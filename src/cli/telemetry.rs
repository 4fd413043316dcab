//! Log subscriber and optional OTLP trace export.
//!
//! Export is enabled only when `OTEL_EXPORTER_OTLP_ENDPOINT` is set; otherwise
//! the node logs to stdout and nothing else.

use anyhow::{Context, Result, anyhow};
use base64::{Engine, engine::general_purpose};
use once_cell::sync::OnceCell;
use opentelemetry::{
    KeyValue, global, propagation::TextMapCompositePropagator, trace::TracerProvider as _,
};
use opentelemetry_otlp::{Compression, WithExportConfig, WithTonicConfig};
use opentelemetry_sdk::{
    Resource,
    propagation::{BaggagePropagator, TraceContextPropagator},
    trace::{SdkTracerProvider, Tracer},
};
use std::{env::var, time::Duration};
use tonic::metadata::{Ascii, Binary, MetadataKey, MetadataMap, MetadataValue};
use tracing::{Level, debug};
use tracing_subscriber::{EnvFilter, Registry, fmt, layer::SubscriberExt};
use ulid::Ulid;

const ENV_ENDPOINT: &str = "OTEL_EXPORTER_OTLP_ENDPOINT";
const ENV_HEADERS: &str = "OTEL_EXPORTER_OTLP_HEADERS";
const ENV_INSTANCE_ID: &str = "OTEL_SERVICE_INSTANCE_ID";
const EXPORT_TIMEOUT: Duration = Duration::from_secs(3);

static TRACER_PROVIDER: OnceCell<SdkTracerProvider> = OnceCell::new();

/// `k1=v1,k2=v2` pairs; entries without `=` or with an empty key are skipped.
fn parse_headers(raw: &str) -> Vec<(String, String)> {
    raw.split(',')
        .filter_map(|pair| {
            let (key, value) = pair.split_once('=')?;
            let key = key.trim();
            (!key.is_empty()).then(|| (key.to_ascii_lowercase(), value.trim().to_string()))
        })
        .collect()
}

/// gRPC metadata from header pairs; `-bin` keys carry base64 values.
fn metadata(headers: &[(String, String)]) -> Result<MetadataMap> {
    let mut map = MetadataMap::with_capacity(headers.len());

    for (key, value) in headers {
        if key.ends_with("-bin") {
            let bytes = general_purpose::STANDARD
                .decode(value.as_bytes())
                .map_err(|e| anyhow!("failed to base64-decode value for key {key}: {e}"))?;
            let name = MetadataKey::<Binary>::from_bytes(key.as_bytes())
                .map_err(|e| anyhow!("invalid binary metadata key {key}: {e}"))?;
            map.insert_bin(name, MetadataValue::from_bytes(&bytes));
        } else {
            let name = MetadataKey::<Ascii>::from_bytes(key.as_bytes())
                .map_err(|e| anyhow!("invalid metadata key {key}: {e}"))?;
            let value: MetadataValue<Ascii> = value
                .parse()
                .map_err(|e| anyhow!("invalid metadata value for key {key}: {e}"))?;
            map.insert(name, value);
        }
    }

    Ok(map)
}

// Collectors usually sit next to the node, so a bare host:port is plain http.
fn collector_endpoint(raw: &str) -> String {
    let raw = raw.trim().trim_end_matches('/');
    if raw.starts_with("http://") || raw.starts_with("https://") {
        raw.to_string()
    } else {
        format!("http://{raw}")
    }
}

fn init_tracer(endpoint: &str) -> Result<Tracer> {
    let endpoint = collector_endpoint(endpoint);

    let mut builder = opentelemetry_otlp::SpanExporter::builder()
        .with_tonic()
        .with_endpoint(&endpoint)
        .with_compression(Compression::Gzip)
        .with_timeout(EXPORT_TIMEOUT);

    if let Ok(raw) = var(ENV_HEADERS) {
        let headers = parse_headers(&raw);
        if !headers.is_empty() {
            builder = builder.with_metadata(metadata(&headers)?);
        }
    }

    let exporter = builder.build().context("failed to build OTLP span exporter")?;

    let instance_id = var(ENV_INSTANCE_ID).unwrap_or_else(|_| Ulid::new().to_string());

    let provider = SdkTracerProvider::builder()
        .with_batch_exporter(exporter)
        .with_resource(
            Resource::builder_empty()
                .with_attributes([
                    KeyValue::new("service.name", env!("CARGO_PKG_NAME")),
                    KeyValue::new("service.version", env!("CARGO_PKG_VERSION")),
                    KeyValue::new("service.instance.id", instance_id),
                ])
                .build(),
        )
        .build();

    let _ = TRACER_PROVIDER.set(provider.clone());

    global::set_tracer_provider(provider.clone());
    global::set_text_map_propagator(TextMapCompositePropagator::new(vec![
        Box::new(TraceContextPropagator::new()),
        Box::new(BaggagePropagator::new()),
    ]));

    debug!(endpoint = %endpoint, "OTLP trace export enabled");

    Ok(provider.tracer(env!("CARGO_PKG_NAME")))
}

/// Install the global subscriber.
///
/// `RUST_LOG` overrides `verbosity_level`, which defaults to `ERROR`.
///
/// # Errors
///
/// Returns an error if the exporter or the subscriber cannot be installed.
pub fn init(verbosity_level: Option<Level>) -> Result<()> {
    let fmt_layer = fmt::layer()
        .with_file(false)
        .with_line_number(false)
        .with_thread_ids(false)
        .with_target(false);

    let filter = EnvFilter::builder()
        .with_default_directive(verbosity_level.unwrap_or(Level::ERROR).into())
        .from_env_lossy()
        .add_directive("hyper=error".parse()?)
        .add_directive("reqwest=warn".parse()?)
        .add_directive("opentelemetry_sdk=warn".parse()?);

    match var(ENV_ENDPOINT) {
        Ok(endpoint) if !endpoint.trim().is_empty() => {
            let tracer = init_tracer(&endpoint)?;
            let subscriber = Registry::default()
                .with(fmt_layer)
                .with(tracing_opentelemetry::layer().with_tracer(tracer))
                .with(filter);
            tracing::subscriber::set_global_default(subscriber)?;
        }
        _ => {
            let subscriber = Registry::default().with(fmt_layer).with(filter);
            tracing::subscriber::set_global_default(subscriber)?;
        }
    }

    Ok(())
}

/// Flush and stop the tracer provider; a no-op when export is disabled.
pub fn shutdown_tracer() {
    if let Some(provider) = TRACER_PROVIDER.get()
        && let Err(err) = provider.shutdown()
    {
        debug!("tracer provider shutdown failed: {err}");
    }
}
//! Per-node replay authority: one store plus one cleanup loop.

use super::{
    cleanup::{DEFAULT_CLEANUP_INTERVAL, spawn_cleanup},
    error::ReplayError,
    events::EventCategory,
    record::ReplayRecord,
    store::ReplayStore,
};
use chrono::Utc;
use std::{sync::Arc, time::Duration};
use tokio::{sync::Mutex, task::JoinHandle};
use tokio_util::sync::CancellationToken;
use tracing::{debug, error, info, warn};

/// Local, authoritative replay decisions for this node.
///
/// Must be created inside a Tokio runtime: construction spawns the cleanup
/// loop, which runs until [`ReplayCoordinator::shutdown`] or drop.
#[derive(Debug)]
pub struct ReplayCoordinator {
    store: Arc<ReplayStore>,
    cancel: CancellationToken,
    cleanup: Mutex<Option<JoinHandle<()>>>,
}

impl ReplayCoordinator {
    #[must_use]
    pub fn new(cleanup_interval: Duration) -> Self {
        let store = Arc::new(ReplayStore::new());
        let cancel = CancellationToken::new();
        let handle = spawn_cleanup(store.clone(), cleanup_interval, cancel.clone());

        Self {
            store,
            cancel,
            cleanup: Mutex::new(Some(handle)),
        }
    }

    /// Returns `true` if the code has not been seen under the record's policy.
    ///
    /// Never fails: malformed records and store faults are logged and
    /// reported as a rejection.
    pub async fn check(&self, record: &ReplayRecord) -> bool {
        match self.store.check_and_insert(record, Utc::now()).await {
            Ok(true) => {
                debug!(
                    event_id = EventCategory::ReplayAccepted.id(),
                    user = %record.user_name,
                    source = %record.source_address,
                    strictness = record.strictness.as_str(),
                    "one-time code accepted"
                );
                true
            }
            Ok(false) => {
                warn!(
                    event_id = EventCategory::ReplayRejected.id(),
                    user = %record.user_name,
                    source = %record.source_address,
                    strictness = record.strictness.as_str(),
                    "one-time code replay rejected"
                );
                false
            }
            Err(err @ ReplayError::MissingField(_)) => {
                error!(
                    event_id = EventCategory::MalformedRecord.id(),
                    source = %record.source_address,
                    "rejecting replay check: {err}"
                );
                false
            }
            Err(err) => {
                error!(
                    event_id = EventCategory::StoreFault.id(),
                    user = %record.user_name,
                    "replay store fault, failing closed: {err}"
                );
                false
            }
        }
    }

    /// Forget every recorded code on this node.
    pub async fn reset(&self) {
        let removed = self.store.clear().await;
        info!(
            event_id = EventCategory::StateReset.id(),
            removed, "replay state reset"
        );
    }

    /// Number of live and not yet swept entries.
    pub async fn len(&self) -> usize {
        self.store.len().await
    }

    pub async fn is_empty(&self) -> bool {
        self.store.is_empty().await
    }

    pub async fn cleanup_running(&self) -> bool {
        self.cleanup
            .lock()
            .await
            .as_ref()
            .is_some_and(|handle| !handle.is_finished())
    }

    /// Stop the cleanup loop and wait for it to exit.
    pub async fn shutdown(&self) {
        self.cancel.cancel();
        let handle = self.cleanup.lock().await.take();
        if let Some(handle) = handle
            && let Err(err) = handle.await
        {
            error!(
                event_id = EventCategory::CleanupFault.id(),
                "replay cleanup loop ended abnormally: {err}"
            );
        }
    }
}

impl Default for ReplayCoordinator {
    fn default() -> Self {
        Self::new(DEFAULT_CLEANUP_INTERVAL)
    }
}

impl Drop for ReplayCoordinator {
    fn drop(&mut self) {
        self.cancel.cancel();
    }
}

#[cfg(test)]
mod tests {
    use super::*;
    use crate::replay::record::Strictness;
    use anyhow::Result;
    use tokio::time::{sleep, timeout};

    fn record(code: &str, source: &str, strictness: Strictness) -> ReplayRecord {
        ReplayRecord::new("alice", code, source, 30, strictness)
    }

    #[tokio::test]
    async fn full_match_second_presentation_rejected() {
        let coordinator = ReplayCoordinator::default();
        assert!(coordinator.check(&record("123456", "a", Strictness::FullMatch)).await);
        assert!(!coordinator.check(&record("123456", "a", Strictness::FullMatch)).await);
        assert!(!coordinator.check(&record("123456", "b", Strictness::FullMatch)).await);
    }

    #[tokio::test]
    async fn partial_match_same_and_different_address() {
        let coordinator = ReplayCoordinator::default();
        let from_a = record("123456", "a", Strictness::PartialMatch);
        assert!(coordinator.check(&from_a).await);
        assert!(coordinator.check(&from_a).await);
        assert!(!coordinator.check(&record("123456", "b", Strictness::PartialMatch)).await);
    }

    #[tokio::test]
    async fn disabled_accepts_everything_without_growing() {
        let coordinator = ReplayCoordinator::default();
        for source in ["a", "b", "a", "c"] {
            assert!(coordinator.check(&record("123456", source, Strictness::Disabled)).await);
        }
        assert!(coordinator.is_empty().await);
    }

    #[tokio::test]
    async fn strictness_can_change_per_call() {
        let coordinator = ReplayCoordinator::default();
        assert!(coordinator.check(&record("123456", "a", Strictness::PartialMatch)).await);
        assert!(coordinator.check(&record("123456", "a", Strictness::PartialMatch)).await);
        assert!(!coordinator.check(&record("123456", "a", Strictness::FullMatch)).await);
        assert!(coordinator.check(&record("123456", "b", Strictness::Disabled)).await);
    }

    #[tokio::test]
    async fn malformed_record_fails_closed() {
        let coordinator = ReplayCoordinator::default();
        let blank_user = ReplayRecord::new(" ", "123456", "a", 30, Strictness::Disabled);
        assert!(!coordinator.check(&blank_user).await);
        assert!(!coordinator.check(&record("", "a", Strictness::FullMatch)).await);
    }

    #[tokio::test]
    async fn store_fault_fails_closed() {
        let coordinator = ReplayCoordinator::default();
        let overflow = ReplayRecord::new("alice", "123456", "a", u32::MAX, Strictness::FullMatch)
            .with_presented_at(chrono::DateTime::<Utc>::MAX_UTC);
        assert!(!coordinator.check(&overflow).await);
        assert!(coordinator.is_empty().await);
    }

    #[tokio::test]
    async fn reset_readmits_rejected_codes() {
        let coordinator = ReplayCoordinator::default();
        for code in ["1", "2", "3", "4"] {
            assert!(coordinator.check(&record(code, "a", Strictness::FullMatch)).await);
        }
        assert!(!coordinator.check(&record("2", "a", Strictness::FullMatch)).await);

        coordinator.reset().await;
        assert!(coordinator.is_empty().await);
        assert!(coordinator.check(&record("2", "a", Strictness::FullMatch)).await);
    }

    #[tokio::test]
    async fn expired_code_is_new_after_cleanup() -> Result<()> {
        let coordinator = ReplayCoordinator::new(Duration::from_millis(50));
        let short = ReplayRecord::new("alice", "123456", "a", 1, Strictness::FullMatch);
        assert!(coordinator.check(&short).await);
        assert!(!coordinator.check(&short).await);

        timeout(Duration::from_secs(5), async {
            while !coordinator.is_empty().await {
                sleep(Duration::from_millis(25)).await;
            }
        })
        .await?;

        assert!(coordinator.check(&short).await);
        Ok(())
    }

    #[tokio::test(flavor = "multi_thread", worker_threads = 4)]
    async fn concurrent_presentations_accept_exactly_one() -> Result<()> {
        let coordinator = Arc::new(ReplayCoordinator::default());
        let attempt = record("654321", "a", Strictness::FullMatch);

        let mut tasks = tokio::task::JoinSet::new();
        for _ in 0..32 {
            let coordinator = coordinator.clone();
            let attempt = attempt.clone();
            tasks.spawn(async move { coordinator.check(&attempt).await });
        }

        let mut accepted = 0;
        let mut rejected = 0;
        while let Some(result) = tasks.join_next().await {
            if result? {
                accepted += 1;
            } else {
                rejected += 1;
            }
        }
        assert_eq!(accepted, 1);
        assert_eq!(rejected, 31);
        Ok(())
    }

    #[tokio::test]
    async fn shutdown_stops_cleanup_loop() {
        let coordinator = ReplayCoordinator::default();
        assert!(coordinator.cleanup_running().await);
        coordinator.shutdown().await;
        assert!(!coordinator.cleanup_running().await);
        // shutting down twice is harmless
        coordinator.shutdown().await;
        assert!(coordinator.check(&record("1", "a", Strictness::FullMatch)).await);
    }
}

---

● What you have to do
The line above containing "for (key, value)", the line containing "to base64-decode value", and every line between them are to be transcribed exactly; no other line is wanted.

● Exercise response
    for (key, value) in headers {
        if key.ends_with("-bin") {
            let bytes = general_purpose::STANDARD
                .decode(value.as_bytes())
                .map_err(|e| anyhow!("failed to base64-decode value for key {key}: {e}"))?;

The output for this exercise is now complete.